しかし、大史が何人も殺されているというのに、斉の大夫達は誰も止めようとしなかったのか。そういう意味で、私は晏嬰だろうと陳文子だろうとあまり感心しないのだが。歴史書の重要性を唯一感じていたのが同僚の南部の大史だけだとは…あまりにも悲しい。

 

ちなみに春秋(魯の歴史書)の経の部分には「斉崔杼弑其君光」とあるので、斉の大史が書き残せなかったとしても、魯では書き残せたのかもしれない。

 

〇左氏伝の独自性

なお、この大史の経緯は公羊伝や穀梁伝に記述はない。この二書における重点は「なぜ崔杼は荘公を殺したのか。荘公は部下にどうしたらよかったのか」ということに置かれており、大史のような無名の官僚の経緯にスポットは当たっていない。

面白いことに司馬遷史記、世家の斉太公世家にはこの話がある。司馬遷が左氏伝を参照したことにも由来するだろうが、わざわざ記述しているのは、彼なりに大史という身分を意識していたとも考えられる。司馬遷はこの斉の大史についてどういう気持ちだっただろうか。

左氏伝は世俗的な話も多く、男女の関係、名前も残らなかっただろう身分の人のセリフ等出てくるのだが、この大史の話もその一つだ。

左丘明がこの悲劇の大史の兄弟を載せたのは、彼らの官職に対する忠実さや命の危険も顧みず、歴史書の記述の真実性にこだわった行為を賞賛したのだろうと思う。

そういう左丘明の好みが出てくる所が左氏伝の魅力と思う。

 

〇今思うこと。

2022年4月現在。ウクライナで戦争が勃発している。ミャンマーや香港で国の政府が国民を虐げるのを悲しい気持ちで見ていたが、まさか、他国を侵略することが起きるとは。平和というものがいかにはかないものか痛感する毎日である。

そんな中で報道を目にしていると、その「信憑性」「真実性」というものがいかに大切かというのも痛感させられる。

ある国では政府に有利な報道しかしない。これは日本が第二次世界大戦中にも似たようなことをし、国民をだましていたが、そういう手法はそれらの国々では今でも通常のことなのだろう。

その中で真実を報道し、形として残すというのがいかに危険かということはよく分かる。それに照らすと、2千年以上前の大史はよくやったものだと思う。国家の権力者の不都合な事実を国民に知らせ、後世に残す…それがいかに難しいことか。

ただ、当の国内で欺罔が行われていたとしても、良心ある国家がその事実を報道し、歴史として残すことができたら…それが後世に真実を残す唯一の方法か。

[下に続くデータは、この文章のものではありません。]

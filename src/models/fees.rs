use std::collections::BTreeMap;
use std::fmt;

use rust_decimal::Decimal;
use serde::{Deserialize, Serialize};

/// An unordered denom pair, canonicalized lexicographically so that
/// (a, b) and (b, a) index the same taker fee entry.
#[derive(Debug, Clone, PartialEq, Eq, PartialOrd, Ord, Hash, Serialize, Deserialize)]
pub struct DenomPair {
    denom0: String,
    denom1: String,
}

impl DenomPair {
    pub fn new(a: impl Into<String>, b: impl Into<String>) -> Self {
        let a = a.into();
        let b = b.into();
        if a <= b {
            Self { denom0: a, denom1: b }
        } else {
            Self { denom0: b, denom1: a }
        }
    }

    pub fn denom0(&self) -> &str {
        &self.denom0
    }

    pub fn denom1(&self) -> &str {
        &self.denom1
    }
}

impl fmt::Display for DenomPair {
    fn fmt(&self, f: &mut fmt::Formatter<'_>) -> fmt::Result {
        write!(f, "{}/{}", self.denom0, self.denom1)
    }
}

/// Protocol-level taker fees keyed by canonicalized denom pair. Pairs without
/// an entry fall back to the default fee threaded in from the router
/// configuration; there is no ambient global default.
#[derive(Debug, Clone, Default, PartialEq, Eq, Serialize, Deserialize)]
pub struct TakerFeeMap {
    fees: BTreeMap<DenomPair, Decimal>,
}

impl TakerFeeMap {
    pub fn new() -> Self {
        Self::default()
    }

    pub fn insert(&mut self, a: impl Into<String>, b: impl Into<String>, fee: Decimal) {
        self.fees.insert(DenomPair::new(a, b), fee);
    }

    pub fn has(&self, a: &str, b: &str) -> bool {
        self.fees.contains_key(&DenomPair::new(a, b))
    }

    pub fn get(&self, a: &str, b: &str) -> Option<Decimal> {
        self.fees.get(&DenomPair::new(a, b)).copied()
    }

    /// Lookup with the configured default as fallback for absent pairs.
    pub fn fee_or_default(&self, a: &str, b: &str, default_fee: Decimal) -> Decimal {
        self.get(a, b).unwrap_or(default_fee)
    }

    pub fn iter(&self) -> impl Iterator<Item = (&DenomPair, &Decimal)> {
        self.fees.iter()
    }

    pub fn len(&self) -> usize {
        self.fees.len()
    }

    pub fn is_empty(&self) -> bool {
        self.fees.is_empty()
    }
}

impl FromIterator<(DenomPair, Decimal)> for TakerFeeMap {
    fn from_iter<T: IntoIterator<Item = (DenomPair, Decimal)>>(iter: T) -> Self {
        Self {
            fees: iter.into_iter().collect(),
        }
    }
}

/// Client-facing taker fee listing for one denom pair of a pool.
#[derive(Debug, Clone, PartialEq, Eq, Serialize, Deserialize)]
pub struct TakerFeeForPair {
    pub denom0: String,
    pub denom1: String,
    pub taker_fee: Decimal,
}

しかし、現実、今を生きている人が無残に殺され、虐げられているのは、本当に気の毒で可哀そうだ。何かしてあげたいと思っても難しいというのが歯がゆい。

 

※文中に表記できない繁体字簡体字は日本で通常使われている漢字を当てています。

※参考文献

 〈日本〉全釈漢文大系 春秋左氏伝 上・中・下 集英社

     春秋左氏伝 上・中・下 小倉芳彦訳 岩波文庫

     史記世家  上・中・下 小川環樹他 岩波文庫

     新釈漢文大系 史記(本紀)(世家)   明治書院

 〈中国〉中国史学要籍叢刊 左傳 上・下 上海古籍出版社

※最後に、ここに記すのはあくまでも私見である。